In addition to physics, experimentation plays a vital role in other disciplines. For example, medicine as a discipline did not really exist before experimentation was applied to this area (Basili, 1996). Instead, remedies and cures to illnesses were passed around based on hearsay, or from generation to generation. When experimentation was applied to medicine real progress was observed, with extra resources diverted to areas showing promise. Applying experimentation can speed up the progress of a discipline by quickly eliminating futile approaches and incorrect theories. Furthermore, experimentation can potentially open up new areas of research by uncovering unexpected results.
In software development, we have to make choices and take decisions, and these depend on obtaining answers for critical questions, such as the following:
How should an important decision be made when conflicting strategic goals and stakeholders’ desires or quality attributes must be considered?
How can stakeholders be assured that the decision has been made in a sound, rational and fair process that withstands the rigour of an aspect-oriented analysis and design, or a software product line, for example?

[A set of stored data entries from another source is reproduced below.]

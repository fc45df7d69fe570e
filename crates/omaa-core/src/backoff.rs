//! # Retry Policy
//!
//! Pure backoff arithmetic for retryable delivery failures.
//!
//! ## Schedule
//! ```text
//! ┌─────────────────────────────────────────────────────────────────────────┐
//! │                    Exponential Backoff (defaults)                       │
//! │                                                                         │
//! │  failure #   delay          failure #   delay                           │
//! │  ─────────   ─────          ─────────   ─────                           │
//! │      1        1s                6        32s                            │
//! │      2        2s                7        64s                            │
//! │      3        4s                8       128s                            │
//! │      4        8s                9       256s                            │
//! │      5       16s               10       DEAD LETTER                     │
//! │                                                                         │
//! │  delay(n) = min(BASE_DELAY × 2^(n-1), MAX_DELAY)                        │
//! │  n ≥ MAX_RETRIES  → item is dropped and audited as ERROR               │
//! └─────────────────────────────────────────────────────────────────────────┘
//! ```
//!
//! No jitter: the queue has a single worker, so there is no herd to spread.

use std::time::Duration;

use crate::{BASE_DELAY_MS, MAX_DELAY_SECS, MAX_RETRIES};

/// What to do with an item after a retryable failure.
#[derive(Debug, Clone, Copy, PartialEq, Eq)]
pub enum RetryDecision {
    /// Make the item eligible again after the delay.
    RetryAfter(Duration),
    /// Retry budget exhausted.
    DeadLetter,
}

/// Backoff parameters.
#[derive(Debug, Clone, Copy, PartialEq, Eq)]
pub struct RetryPolicy {
    /// Delay after the first failure.
    pub base_delay: Duration,
    /// Upper bound for any single delay.
    pub max_delay: Duration,
    /// Attempt count at which an item is dead-lettered.
    pub max_retries: u32,
}

impl Default for RetryPolicy {
    fn default() -> Self {
        RetryPolicy {
            base_delay: Duration::from_millis(BASE_DELAY_MS),
            max_delay: Duration::from_secs(MAX_DELAY_SECS),
            max_retries: MAX_RETRIES,
        }
    }
}

impl RetryPolicy {
    /// Creates a policy from explicit parameters.
    pub const fn new(base_delay: Duration, max_delay: Duration, max_retries: u32) -> Self {
        RetryPolicy {
            base_delay,
            max_delay,
            max_retries,
        }
    }

    /// Delay before the next attempt, given the number of attempts made so far.
    ///
    /// ```rust
    /// use std::time::Duration;
    /// use omaa_core::backoff::RetryPolicy;
    ///
    /// let policy = RetryPolicy::default();
    /// assert_eq!(policy.delay_for(1), Duration::from_secs(1));
    /// assert_eq!(policy.delay_for(4), Duration::from_secs(8));
    /// assert_eq!(policy.delay_for(40), Duration::from_secs(3600));
    /// ```
    pub fn delay_for(&self, attempts: u32) -> Duration {
        let exponent = attempts.saturating_sub(1);
        // 2^32 already exceeds any sane cap, so clamp before shifting.
        let factor = 1u32.checked_shl(exponent.min(31)).unwrap_or(u32::MAX);
        self.base_delay
            .checked_mul(factor)
            .map_or(self.max_delay, |delay| delay.min(self.max_delay))
    }

    /// Decides between rescheduling and dead-lettering.
    ///
    /// `attempts` is the count *after* the failed attempt was recorded.
    pub fn decide(&self, attempts: u32) -> RetryDecision {
        if attempts >= self.max_retries {
            RetryDecision::DeadLetter
        } else {
            RetryDecision::RetryAfter(self.delay_for(attempts))
        }
    }
}

#[cfg(test)]
mod tests {
    use super::*;
    use pretty_assertions::assert_eq;

    #[test]
    fn test_default_schedule_doubles_from_one_second() {
        let policy = RetryPolicy::default();
        let delays: Vec<u64> = (1..=9).map(|n| policy.delay_for(n).as_secs()).collect();
        assert_eq!(delays, vec![1, 2, 4, 8, 16, 32, 64, 128, 256]);
    }

    #[test]
    fn test_delay_is_capped() {
        let policy = RetryPolicy::default();
        assert_eq!(policy.delay_for(13), Duration::from_secs(3600));
        assert_eq!(policy.delay_for(u32::MAX), Duration::from_secs(3600));
    }

    #[test]
    fn test_dead_letter_at_max_retries() {
        let policy = RetryPolicy::default();
        assert_eq!(policy.decide(9), RetryDecision::RetryAfter(Duration::from_secs(256)));
        assert_eq!(policy.decide(10), RetryDecision::DeadLetter);
        assert_eq!(policy.decide(11), RetryDecision::DeadLetter);
    }

    #[test]
    fn test_custom_policy() {
        let policy = RetryPolicy::new(Duration::from_millis(250), Duration::from_secs(1), 3);
        assert_eq!(policy.delay_for(1), Duration::from_millis(250));
        assert_eq!(policy.delay_for(3), Duration::from_secs(1));
        assert_eq!(policy.decide(3), RetryDecision::DeadLetter);
    }
}
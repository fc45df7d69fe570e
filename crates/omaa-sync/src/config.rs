//! # Sync Configuration
//!
//! Configuration management for the sync engine.
//!
//! ## Configuration Sources
//! ```text
//! ┌─────────────────────────────────────────────────────────────────────────┐
//! │                    Configuration Priority                               │
//! │                                                                         │
//! │  1. Environment Variables (highest priority)                           │
//! │     OMAA_STORAGE_BACKEND=file                                          │
//! │     OMAA_MAX_RETRIES=5                                                 │
//! │                                                                         │
//! │  2. TOML Config File                                                   │
//! │     ~/.config/transport/sync.toml (Linux)                              │
//! │     ~/Library/Application Support/com.omaa.transport/sync.toml (macOS) │
//! │                                                                         │
//! │  3. Default Values (lowest priority)                                   │
//! │     2s tick, 30s telemetry flush, 10 retries, SQLite queue             │
//! └─────────────────────────────────────────────────────────────────────────┘
//! ```
//!
//! ## Configuration File Format
//! ```toml
//! # sync.toml
//! [engine]
//! tick_interval_ms = 2000
//! telemetry_flush_interval_secs = 30
//! max_buffered_pings = 1000
//!
//! [retry]
//! base_delay_ms = 1000
//! max_delay_secs = 3600
//! max_retries = 10
//!
//! [audit]
//! capacity = 1000
//! recent_display = 5
//!
//! [storage]
//! backend = "sqlite"   # sqlite | file | memory
//! queue_key = "omaa_offline_queue"
//! ```

use serde::{Deserialize, Serialize};
use std::path::PathBuf;
use std::sync::Arc;
use std::time::Duration;
use tracing::{debug, info, warn};

use omaa_core::{
    RetryPolicy, BASE_DELAY_MS, MAX_DELAY_SECS, MAX_RETRIES, QUEUE_STORAGE_KEY,
    RECENT_AUDIT_DISPLAY, SCHEDULER_TICK_MS, TELEMETRY_FLUSH_INTERVAL_SECS,
};
use omaa_db::{Database, DbConfig};

use crate::error::{SyncError, SyncResult};
use crate::storage::{FileStorage, MemoryStorage, QueueStorage, SqliteStorage};

// =============================================================================
// Engine Settings
// =============================================================================

/// Timer and buffering settings.
#[derive(Debug, Clone, PartialEq, Eq, Serialize, Deserialize)]
pub struct EngineSettings {
    /// Interval between scheduler ticks (milliseconds).
    #[serde(default = "default_tick_interval")]
    pub tick_interval_ms: u64,

    /// Interval between telemetry flushes (seconds).
    #[serde(default = "default_telemetry_flush_interval")]
    pub telemetry_flush_interval_secs: u64,

    /// Buffered ping count that forces an early flush. 0 disables the limit.
    #[serde(default = "default_max_buffered_pings")]
    pub max_buffered_pings: usize,
}

fn default_tick_interval() -> u64 {
    SCHEDULER_TICK_MS
}

fn default_telemetry_flush_interval() -> u64 {
    TELEMETRY_FLUSH_INTERVAL_SECS
}

fn default_max_buffered_pings() -> usize {
    1000
}

impl Default for EngineSettings {
    fn default() -> Self {
        EngineSettings {
            tick_interval_ms: default_tick_interval(),
            telemetry_flush_interval_secs: default_telemetry_flush_interval(),
            max_buffered_pings: default_max_buffered_pings(),
        }
    }
}

impl EngineSettings {
    /// Scheduler tick period.
    pub fn tick_interval(&self) -> Duration {
        Duration::from_millis(self.tick_interval_ms)
    }

    /// Telemetry flush period.
    pub fn telemetry_flush_interval(&self) -> Duration {
        Duration::from_secs(self.telemetry_flush_interval_secs)
    }
}
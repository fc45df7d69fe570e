//! # Database Migrations
//!
//! Embedded SQL migrations for the sync engine's SQLite store.
//!
//! ## Adding New Migrations
//!
//! 1. Create a new file in `migrations/sqlite/` with the next sequence number
//! 2. Name format: `NNN_description.sql`
//! 3. Use `IF NOT EXISTS` where possible
//! 4. **NEVER** modify existing migrations - always add new ones

use sqlx::SqlitePool;
use tracing::info;

use crate::error::DbResult;

/// Embedded migrations from the workspace `migrations/sqlite` directory.
static MIGRATOR: sqlx::migrate::Migrator = sqlx::migrate!("../../migrations/sqlite");

/// Runs all pending database migrations. Idempotent.
pub async fn run_migrations(pool: &SqlitePool) -> DbResult<()> {
    info!("Checking for pending migrations");

    MIGRATOR.run(pool).await?;

    info!("All migrations applied successfully");
    Ok(())
}

/// Returns `(total_migrations, applied_migrations)` for diagnostics.
pub async fn migration_status(pool: &SqlitePool) -> DbResult<(usize, usize)> {
    let total = MIGRATOR.migrations.len();

    let applied: i64 = sqlx::query_scalar("SELECT COUNT(*) FROM _sqlx_migrations")
        .fetch_one(pool)
        .await
        .unwrap_or(0);

    Ok((total, usize::try_from(applied).unwrap_or(0)))
}
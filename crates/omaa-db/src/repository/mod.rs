//! # Repository Module
//!
//! SQL lives here and nowhere else.
//!
//! ## Available Repositories
//!
//! - [`kv::KvRepository`] - Whole-value reads and writes keyed by string

pub mod kv;
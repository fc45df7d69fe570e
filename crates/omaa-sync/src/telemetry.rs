//! # Telemetry Batcher
//!
//! Buffers high-frequency pings in memory and hands them out as one batch.
//!
//! ```text
//!   ping ─┐
//!   ping ─┼──► buffer: Vec<Value> ──(30s timer or limit)──► TelemetryBatch
//!   ping ─┘                                                 {batchId, timestamp, pings[]}
//!                                                                │
//!                                                                ▼
//!                                           enqueue(TELEMETRY_BATCH, LOW)
//! ```
//!
//! Pings are disposable until batched: nothing here is persisted.

use chrono::{DateTime, Utc};
use serde_json::Value;
use tracing::warn;

use omaa_core::TelemetryBatch;

/// In-memory ping buffer.
#[derive(Debug, Default)]
pub struct TelemetryBatcher {
    buffer: Vec<Value>,
    max_buffered: usize,
}

impl TelemetryBatcher {
    /// `max_buffered` pings trigger an early flush; 0 means no limit.
    pub fn new(max_buffered: usize) -> Self {
        TelemetryBatcher {
            buffer: Vec::new(),
            max_buffered,
        }
    }

    /// Appends a ping. Returns true when the buffer has reached its limit
    /// and should be flushed now.
    pub fn buffer(&mut self, ping: Value) -> bool {
        self.buffer.push(ping);

        let full = self.max_buffered > 0 && self.buffer.len() >= self.max_buffered;
        if full {
            warn!(count = self.buffer.len(), "Telemetry buffer full - forcing flush");
        }
        full
    }

    /// Swaps the buffer for an empty one. Returns `None` if it was empty.
    pub fn take_batch(&mut self, now: DateTime<Utc>) -> Option<TelemetryBatch> {
        if self.buffer.is_empty() {
            return None;
        }
        let pings = std::mem::take(&mut self.buffer);
        Some(TelemetryBatch::new(pings, now))
    }

    /// Returns pings from a batch that could not be queued to the front of
    /// the buffer, ahead of anything buffered since.
    pub fn put_back(&mut self, mut pings: Vec<Value>) {
        pings.append(&mut self.buffer);
        self.buffer = pings;
    }

    pub fn len(&self) -> usize {
        self.buffer.len()
    }

    pub fn is_empty(&self) -> bool {
        self.buffer.is_empty()
    }
}

#[cfg(test)]
mod tests {
    use super::*;
    use serde_json::json;

    #[test]
    fn test_take_batch_preserves_order_and_clears() {
        let mut batcher = TelemetryBatcher::new(0);
        for n in 0..5 {
            assert!(!batcher.buffer(json!({"seq": n})));
        }

        let batch = batcher.take_batch(DateTime::<Utc>::UNIX_EPOCH).unwrap();
        let seqs: Vec<i64> = batch.pings.iter().map(|p| p["seq"].as_i64().unwrap()).collect();
        assert_eq!(seqs, vec![0, 1, 2, 3, 4]);
        assert!(!batch.batch_id.is_empty());
        assert!(batcher.is_empty());
    }

    #[test]
    fn test_empty_buffer_yields_nothing() {
        let mut batcher = TelemetryBatcher::new(10);
        assert!(batcher.take_batch(Utc::now()).is_none());
    }

    #[test]
    fn test_put_back_keeps_order() {
        let mut batcher = TelemetryBatcher::new(0);
        batcher.buffer(json!(1));
        batcher.buffer(json!(2));
        let batch = batcher.take_batch(Utc::now()).unwrap();
        batcher.buffer(json!(3));

        batcher.put_back(batch.pings);

        let again = batcher.take_batch(Utc::now()).unwrap();
        assert_eq!(again.pings, vec![json!(1), json!(2), json!(3)]);
    }

    #[test]
    fn test_limit_signals_flush() {
        let mut batcher = TelemetryBatcher::new(3);
        assert!(!batcher.buffer(json!(1)));
        assert!(!batcher.buffer(json!(2)));
        assert!(batcher.buffer(json!(3)));
        assert_eq!(batcher.len(), 3);
    }
}
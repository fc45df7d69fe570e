//! # Database Pool Management
//!
//! Connection pool creation and configuration for SQLite.
//!
//! ## Lifecycle
//! ```text
//! ┌─────────────────────────────────────────────────────────────────────────┐
//! │                      Database Connection Pool                           │
//! │                                                                         │
//! │  SyncConfig::open_storage()                                            │
//! │       │                                                                 │
//! │       ▼                                                                 │
//! │  DbConfig::new(path)        ← pool settings                            │
//! │       │                                                                 │
//! │       ▼                                                                 │
//! │  Database::new(config)      ← create pool + run migrations             │
//! │       │                                                                 │
//! │       ▼                                                                 │
//! │  ┌─────────────────────────────────────────┐                           │
//! │  │            SqlitePool                    │                           │
//! │  │  ┌─────┐ ┌─────┐                        │                           │
//! │  │  │Conn1│ │Conn2│  (max_connections)     │                           │
//! │  │  └─────┘ └─────┘                        │                           │
//! │  └─────────────────────────────────────────┘                           │
//! │       │                                                                 │
//! │       ▼                                                                 │
//! │  db.kv().put(QUEUE_STORAGE_KEY, blob)  on every queue mutation         │
//! └─────────────────────────────────────────────────────────────────────────┘
//! ```
//!
//! ## WAL Mode
//! The queue writer replaces a single row on every mutation; WAL keeps those
//! writes from blocking diagnostic reads and survives crashes mid-write.

use sqlx::sqlite::{SqliteConnectOptions, SqliteJournalMode, SqlitePoolOptions, SqliteSynchronous};
use sqlx::SqlitePool;
use std::path::PathBuf;
use std::str::FromStr;
use std::time::Duration;
use tracing::{debug, info};

use crate::error::{DbError, DbResult};
use crate::migrations;
use crate::repository::kv::KvRepository;

// =============================================================================
// Configuration
// =============================================================================

/// Database configuration.
///
/// ## Example
/// ```rust,ignore
/// let config = DbConfig::new("/path/to/queue.db").max_connections(2);
/// ```
#[derive(Debug, Clone)]
pub struct DbConfig {
    /// Path to the SQLite database file.
    pub database_path: PathBuf,

    /// Maximum number of connections in the pool.
    /// Default: 2 (one writer, one reader)
    pub max_connections: u32,

    /// Minimum number of connections to keep alive.
    /// Default: 1
    pub min_connections: u32,

    /// Connection timeout duration.
    /// Default: 30 seconds
    pub connect_timeout: Duration,

    /// Idle timeout before closing a connection.
    /// Default: 10 minutes
    pub idle_timeout: Duration,

    /// Whether to run migrations on connect.
    /// Default: true
    pub run_migrations: bool,
}

impl DbConfig {
    /// Creates a configuration for the database file at `path`.
    /// The file is created if it doesn't exist.
    pub fn new(path: impl Into<PathBuf>) -> Self {
        DbConfig {
            database_path: path.into(),
            max_connections: 2,
            min_connections: 1,
            connect_timeout: Duration::from_secs(30),
            idle_timeout: Duration::from_secs(600),
            run_migrations: true,
        }
    }

    /// Sets the maximum number of connections.
    pub fn max_connections(mut self, max: u32) -> Self {
        self.max_connections = max;
        self
    }

    /// Sets the minimum number of connections.
    pub fn min_connections(mut self, min: u32) -> Self {
        self.min_connections = min;
        self
    }

    /// Sets the connection timeout.
    pub fn connect_timeout(mut self, timeout: Duration) -> Self {
        self.connect_timeout = timeout;
        self
    }

    /// Sets whether to run migrations on connect.
    pub fn run_migrations(mut self, run: bool) -> Self {
        self.run_migrations = run;
        self
    }

    /// Creates an in-memory database configuration (for testing).
    pub fn in_memory() -> Self {
        DbConfig {
            database_path: PathBuf::from(":memory:"),
            max_connections: 1, // In-memory requires single connection
            min_connections: 1,
            connect_timeout: Duration::from_secs(5),
            idle_timeout: Duration::from_secs(60),
            run_migrations: true,
        }
    }
}

// =============================================================================
// Database
// =============================================================================

/// Database handle providing repository access.
///
/// Cheap to clone; clones share the pool.
#[derive(Debug, Clone)]
pub struct Database {
    pool: SqlitePool,
}

impl Database {
    /// Opens (creating if needed) the database and builds the pool.
    ///
    /// ## What This Does
    /// 1. Creates the database file if it doesn't exist
    /// 2. Enables WAL mode with NORMAL synchronous
    /// 3. Creates the connection pool
    /// 4. Runs migrations (if enabled)
    pub async fn new(config: DbConfig) -> DbResult<Self> {
        info!(
            path = %config.database_path.display(),
            "Initializing database connection"
        );

        if let Some(parent) = config.database_path.parent() {
            if !parent.as_os_str().is_empty() && !parent.exists() {
                tokio::fs::create_dir_all(parent)
                    .await
                    .map_err(|e| DbError::ConnectionFailed(e.to_string()))?;
            }
        }

        let connect_url = format!("sqlite://{}?mode=rwc", config.database_path.display());

        let connect_options = SqliteConnectOptions::from_str(&connect_url)
            .map_err(|e| DbError::ConnectionFailed(e.to_string()))?
            .journal_mode(SqliteJournalMode::Wal)
            // May lose the last write on power loss, never corrupts
            .synchronous(SqliteSynchronous::Normal)
            .create_if_missing(true);

        debug!("Connection options configured");

        let pool = SqlitePoolOptions::new()
            .max_connections(config.max_connections)
            .min_connections(config.min_connections)
            .acquire_timeout(config.connect_timeout)
            .idle_timeout(Some(config.idle_timeout))
            .connect_with(connect_options)
            .await
            .map_err(|e| DbError::ConnectionFailed(e.to_string()))?;

        info!(
            max_connections = config.max_connections,
            "Database pool created"
        );

        let db = Database { pool };

        if config.run_migrations {
            db.run_migrations().await?;
        }

        Ok(db)
    }

    /// Applies pending migrations. Called by `new()` when enabled.
    pub async fn run_migrations(&self) -> DbResult<()> {
        migrations::run_migrations(&self.pool).await
    }

    /// Returns a reference to the connection pool.
    pub fn pool(&self) -> &SqlitePool {
        &self.pool
    }

    /// Returns the key-value repository.
    ///
    /// ## Example
    /// ```rust,ignore
    /// let blob = db.kv().get("omaa_offline_queue").await?;
    /// ```
    pub fn kv(&self) -> KvRepository {
        KvRepository::new(self.pool.clone())
    }

    /// Closes the pool. Subsequent repository calls fail.
    pub async fn close(&self) {
        info!("Closing database connection pool");
        self.pool.close().await;
    }

    /// Returns true if the database answers a trivial query.
    pub async fn health_check(&self) -> bool {
        sqlx::query("SELECT 1")
            .execute(&self.pool)
            .await
            .is_ok()
    }
}

// =============================================================================
// Unit Tests
// =============================================================================

#[cfg(test)]
mod tests {
    use super::*;

    #[tokio::test]
    async fn test_in_memory_database() {
        let db = Database::new(DbConfig::in_memory()).await.unwrap();

        assert!(db.health_check().await);
        let (total, applied) = migrations::migration_status(db.pool()).await.unwrap();
        assert_eq!(total, applied);
    }

    #[tokio::test]
    async fn test_file_database_creates_parent_dirs() {
        let dir = tempfile::tempdir().unwrap();
        let path = dir.path().join("nested").join("queue.db");

        let db = Database::new(DbConfig::new(&path)).await.unwrap();
        assert!(db.health_check().await);
        assert!(path.exists());

        db.close().await;
        assert!(!db.health_check().await);
    }

    #[test]
    fn test_config_builder() {
        let config = DbConfig::new("/tmp/test.db")
            .max_connections(4)
            .min_connections(2)
            .run_migrations(false);

        assert_eq!(config.max_connections, 4);
        assert_eq!(config.min_connections, 2);
        assert!(!config.run_migrations);
    }
}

In software product line (SPL) development, the answers to these questions are critical, because they require dealing with modelling and implementation of common and variable requirements that can be composed and interact in different ways. Furthermore, they also require decisions that can impact several products at the same time. For example, we may simply want to know which requirements are in conflict and which features are negatively affected – considering different configurations of the software product lines – to choose the best architecture to design and implement the product line and to be able to decide which mandatory or optional features should have implementation priority. Therefore, help is required to support software engineers in making better, informed decisions, by offering them a systematic process for ranking a set of alternatives based on a set of criteria. In requirements engineering, for instance, it is useful to identify conflicting requirements with respect to which negotiations must be carried out and to which trade-offs need to be established (Rashid et al., 2003). A concrete typical use is to offer a ranking of non-functional requirements (NFRs) based on stakeholders’ wishes. This helps to establish early trade-offs between requirements, hence providing support for negotiation and subsequent decision-making among stakeholders. As discussed in Moreira et al. (2005a), having performed a trade-off analysis on the requirements, we are better informed with respect to each important quality attribute the system should satisfy, before making any architectural choices.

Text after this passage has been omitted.